The pattern is consistent. An owner sets aside $400,000 to hire four people next year, all in the $80K to $110K range. Nine months in, payroll is over budget by $70,000 to $90,000, and nobody is sure what happened. What happened is that the owner budgeted in salary terms while the business pays in fully loaded cost terms, and the gap between those two numbers is the part of payroll that nobody markets to founders.
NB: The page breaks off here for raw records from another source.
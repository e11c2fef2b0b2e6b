//! The closed set of moods and the canned tip and jokes for each.

use std::fmt;
use std::str::FromStr;

use serde::{Deserialize, Serialize};
use thiserror::Error;

#[derive(Debug, Clone, Copy, PartialEq, Eq, Hash, Serialize, Deserialize)]
#[serde(rename_all = "lowercase")]
pub enum Mood {
    Happy,
    Sad,
    Anxious,
    Stressed,
    Calm,
    Angry,
}

#[derive(Debug, Error, PartialEq, Eq)]
#[error("unknown mood '{0}'")]
pub struct ParseMoodError(pub String);

impl Mood {
    /// Menu order, as offered to the user.
    pub const ALL: [Mood; 6] = [
        Mood::Happy,
        Mood::Sad,
        Mood::Anxious,
        Mood::Stressed,
        Mood::Calm,
        Mood::Angry,
    ];

    pub fn as_str(self) -> &'static str {
        match self {
            Mood::Happy => "happy",
            Mood::Sad => "sad",
            Mood::Anxious => "anxious",
            Mood::Stressed => "stressed",
            Mood::Calm => "calm",
            Mood::Angry => "angry",
        }
    }

    pub fn tip(self) -> &'static str {
        match self {
            Mood::Happy => "Keep up the positive vibes! 😊",
            Mood::Sad => "It's okay to feel sad. Talk to a friend. 💙",
            Mood::Anxious => "Take deep breaths and relax. 🧘‍♂",
            Mood::Stressed => "Stretch or take a break. 🌿",
            Mood::Calm => "Enjoy the peace. 🌸",
            Mood::Angry => "Count to 10 or go for a walk. 🚶‍♂",
        }
    }

    pub fn jokes(self) -> &'static [&'static str] {
        match self {
            Mood::Happy => {
                &["Why don't scientists trust atoms? Because they make up everything! 😄"]
            }
            Mood::Sad => &["Why did the cookie cry? Because his mom was a wafer too long! 🍪"],
            Mood::Anxious => {
                &["Why did the scarecrow win an award? He was outstanding in his field! 🌾"]
            }
            Mood::Stressed => &["Why don't programmers like nature? Too many bugs! 🐞"],
            Mood::Calm => &["What do you call a sleeping bull? A bulldozer! 🐂"],
            Mood::Angry => &["Why was the computer cold? It forgot to close its Windows! 🖥"],
        }
    }

    /// Comma-separated menu, e.g. "happy, sad, anxious, stressed, calm, angry".
    pub fn menu() -> String {
        Mood::ALL
            .iter()
            .map(|m| m.as_str())
            .collect::<Vec<_>>()
            .join(", ")
    }
}

impl fmt::Display for Mood {
    fn fmt(&self, f: &mut fmt::Formatter<'_>) -> fmt::Result {
        f.write_str(self.as_str())
    }
}

impl FromStr for Mood {
    type Err = ParseMoodError;

    /// Exact keyword match after trimming, ignoring case.
    fn from_str(s: &str) -> Result<Self, Self::Err> {
        let key = s.trim().to_lowercase();
        Mood::ALL
            .into_iter()
            .find(|m| m.as_str() == key)
            .ok_or_else(|| ParseMoodError(s.to_string()))
    }
}
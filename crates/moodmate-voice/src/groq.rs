//! Groq Whisper API transcription backend.
//!
//! Uses Groq's OpenAI-compatible endpoint for cloud-based voice transcription.

use anyhow::{bail, Result};
use tracing::error;

use crate::Transcriber;

/// Cloud transcription backend via Groq's Whisper API.
pub struct GroqTranscriber {
    api_key: String,
    /// ISO-639-1 hint, e.g. "en".
    language: Option<String>,
}

impl GroqTranscriber {
    pub fn new(api_key: String, language: Option<String>) -> Self {
        Self { api_key, language }
    }
}

#[async_trait::async_trait]
impl Transcriber for GroqTranscriber {
    async fn transcribe_file(&self, file_path: &str) -> Result<String> {
        let path = std::path::Path::new(file_path);
        if !path.exists() {
            bail!("Audio file not found: {file_path}");
        }

        let file_bytes = tokio::fs::read(path).await?;

        let file_name = path
            .file_name()
            .unwrap_or_default()
            .to_string_lossy()
            .to_string();

        let file_part = reqwest::multipart::Part::bytes(file_bytes)
            .file_name(file_name)
            .mime_str("audio/wav")?;

        let mut form = reqwest::multipart::Form::new()
            .part("file", file_part)
            .text("model", "whisper-large-v3");
        if let Some(ref lang) = self.language {
            form = form.text("language", lang.clone());
        }

        let client = reqwest::Client::new();
        let resp = client
            .post("https://api.groq.com/openai/v1/audio/transcriptions")
            .header("Authorization", format!("Bearer {}", self.api_key))
            .multipart(form)
            .timeout(std::time::Duration::from_secs(60))
            .send()
            .await?;

        if !resp.status().is_success() {
            let status = resp.status();
            let body = resp.text().await.unwrap_or_default();
            error!("Groq transcription failed ({status}): {body}");
            bail!("Groq transcription failed ({status})");
        }

        let data: serde_json::Value = resp.json().await?;
        data.get("text")
            .and_then(|t| t.as_str())
            .map(String::from)
            .ok_or_else(|| anyhow::anyhow!("No text field in Groq response"))
    }
}
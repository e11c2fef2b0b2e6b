use std::path::{Path, PathBuf};

use anyhow::{Context, Result};

use crate::Config;

/// Resolve a configured path, expanding ~ to home directory.
pub fn resolve_path(path: &str) -> PathBuf {
    if path.starts_with("~/") || path == "~" {
        if let Some(home) = dirs::home_dir() {
            return home.join(path.strip_prefix("~/").unwrap_or(""));
        }
    }
    PathBuf::from(path)
}

/// Find the config file by searching standard locations.
pub fn find_config_path() -> PathBuf {
    // 1. Current directory
    let local = Path::new("config.json");
    if local.exists() {
        return local.to_path_buf();
    }

    // 2. ~/.moodmate/config.json
    if let Some(home) = dirs::home_dir() {
        let home_config = home.join(".moodmate").join("config.json");
        if home_config.exists() {
            return home_config;
        }
    }

    // Default: ~/.moodmate/config.json (will use defaults if missing)
    dirs::home_dir()
        .map(|h| h.join(".moodmate").join("config.json"))
        .unwrap_or_else(|| PathBuf::from("config.json"))
}

/// Load configuration from a JSON file.
pub fn load_config(path: &Path) -> Result<Config> {
    if path.exists() {
        let contents = std::fs::read_to_string(path)
            .with_context(|| format!("failed to read config '{}'", path.display()))?;
        let config: Config = serde_json::from_str(&contents)
            .with_context(|| format!("failed to parse config '{}'", path.display()))?;
        Ok(config)
    } else {
        Ok(Config::default())
    }
}

/// Save configuration to a JSON file.
pub fn save_config(path: &Path, config: &Config) -> Result<()> {
    let contents = serde_json::to_string_pretty(config)?;
    if let Some(parent) = path.parent() {
        std::fs::create_dir_all(parent).with_context(|| {
            format!(
                "failed to create config directory '{}'",
                parent.to_string_lossy()
            )
        })?;
    }
    std::fs::write(path, contents)
        .with_context(|| format!("failed to write config '{}'", path.display()))?;
    Ok(())
}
If you have already decided an employee is the right path (and if you are still weighing the contractor question, start with our companion post on the CRA classification test and how to think about contractor versus employee in Canada), this is the post that tells you what the employee path actually costs. The short version: more than you think, less than American articles claim, and impossible to estimate without province-specific and industry-specific inputs. The rule of thumb you will see online (1.18x to 1.30x salary) is a range so wide it is almost useless for budgeting an actual hire. The Zenbooks Technology in Accounting study of 500 Canadian SMEs found that only 32% of owners are satisfied with the strategic input they get from their accountant, and this is exactly the kind of planning that should be coming before the offer letter, not after the year-end T4.
Run your own numbers in the Zenbooks Cost of an Employee Calculator
Why "salary plus 22%" is a terrible way to budget hiring
The rule-of-thumb fails because the variables it averages over are some of the largest swing factors in the entire calculation. Three things move the number more than anything else, and they all vary by province or industry.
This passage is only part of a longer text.